Count how many lines in the material below hold the word "HeuristicCategorizer"; the reply is that number alone.

= = =

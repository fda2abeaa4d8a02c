//! Service graph over in-memory stores for unit tests.

use std::sync::Arc;
use std::time::Duration;

use bytes::Bytes;
use chrono::Utc;

use locker_auth::{PasswordHasher, PrivateAccessGrant};
use locker_categorizer::HeuristicCategorizer;
use locker_core::config::{CategorizerConfig, StorageConfig};
use locker_core::traits::storage::StorageProvider;
use locker_core::types::UserId;
use locker_database::memory::{MemoryFolderStore, MemoryShareStore, MemoryTrashStore};
use locker_storage::UrlSigner;
use locker_storage::providers::memory::MemoryStorageProvider;

use crate::{
    AccessService, CategorizeService, DocumentService, FolderService, RequestContext,
    ShareService, TrashService,
};

pub(crate) struct Fixture {
    pub user: UserId,
    pub storage: Arc<MemoryStorageProvider>,
    pub trash_store: Arc<MemoryTrashStore>,
    pub share_store: Arc<MemoryShareStore>,
    pub folder_store: Arc<MemoryFolderStore>,
    pub hasher: Arc<PasswordHasher>,
    pub trash: Arc<TrashService>,
    pub documents: Arc<DocumentService>,
    pub shares: ShareService,
    pub access: AccessService,
    pub folders: Arc<FolderService>,
    pub categorize: CategorizeService,
}

impl Fixture {
    pub fn new() -> Self {
        let storage_config = StorageConfig {
            max_upload_size_bytes: 1024,
            ..Default::default()
        };
        let categorizer_config = CategorizerConfig {
            pacing_ms: 0,
            ..Default::default()
        };
        let ttl = Duration::from_secs(storage_config.signed_url_ttl_seconds);

        let storage = Arc::new(MemoryStorageProvider::new(UrlSigner::new(
            "test-secret",
            "https://locker.test",
        )));
        let trash_store = Arc::new(MemoryTrashStore::new());
        let share_store = Arc::new(MemoryShareStore::new());
        let folder_store = Arc::new(MemoryFolderStore::new());
        let hasher = Arc::new(PasswordHasher::new());

        let trash = Arc::new(TrashService::new(
            storage.clone(),
            trash_store.clone(),
            share_store.clone(),
            folder_store.clone(),
            ttl,
            30,
        ));
        let documents = Arc::new(DocumentService::new(
            storage.clone(),
            share_store.clone(),
            folder_store.clone(),
            trash.clone(),
            &storage_config,
        ));
        let shares = ShareService::new(
            share_store.clone(),
            documents.clone(),
            hasher.clone(),
            "https://locker.test",
            48,
        );
        let access = AccessService::new(
            share_store.clone(),
            trash_store.clone(),
            storage.clone(),
            hasher.clone(),
            ttl,
        );
        let folders = Arc::new(FolderService::new(folder_store.clone(), documents.clone()));
        let categorize = CategorizeService::new(
            documents.clone(),
            folder_store.clone(),
            Arc::new(HeuristicCategorizer::new()),
            &categorizer_config,
        );

        Self {
            user: UserId::new(),
            storage,
            trash_store,
            share_store,
            folder_store,
            hasher,
            trash,
            documents,
            shares,
            access,
            folders,
            categorize,
        }
    }

    pub fn ctx(&self) -> RequestContext {
        RequestContext::new(self.user, None, "127.0.0.1".to_string(), None)
    }

    pub fn private_ctx(&self) -> RequestContext {
        self.ctx().with_private_access(PrivateAccessGrant {
            user_id: self.user,
            expires_at: Utc::now() + chrono::Duration::minutes(5),
        })
    }

    /// Key of `name` under the fixture user.
    pub fn key(&self, name: &str) -> String {
        format!("{}/{name}", self.user)
    }

    /// Store an object under the fixture user and return its key.
    pub async fn put(&self, name: &str, data: &[u8]) -> String {
        let key = self.key(name);
        self.storage
            .write(&key, Bytes::copy_from_slice(data))
            .await
            .unwrap();
        key
    }
}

= = =

**Exercise result:**
2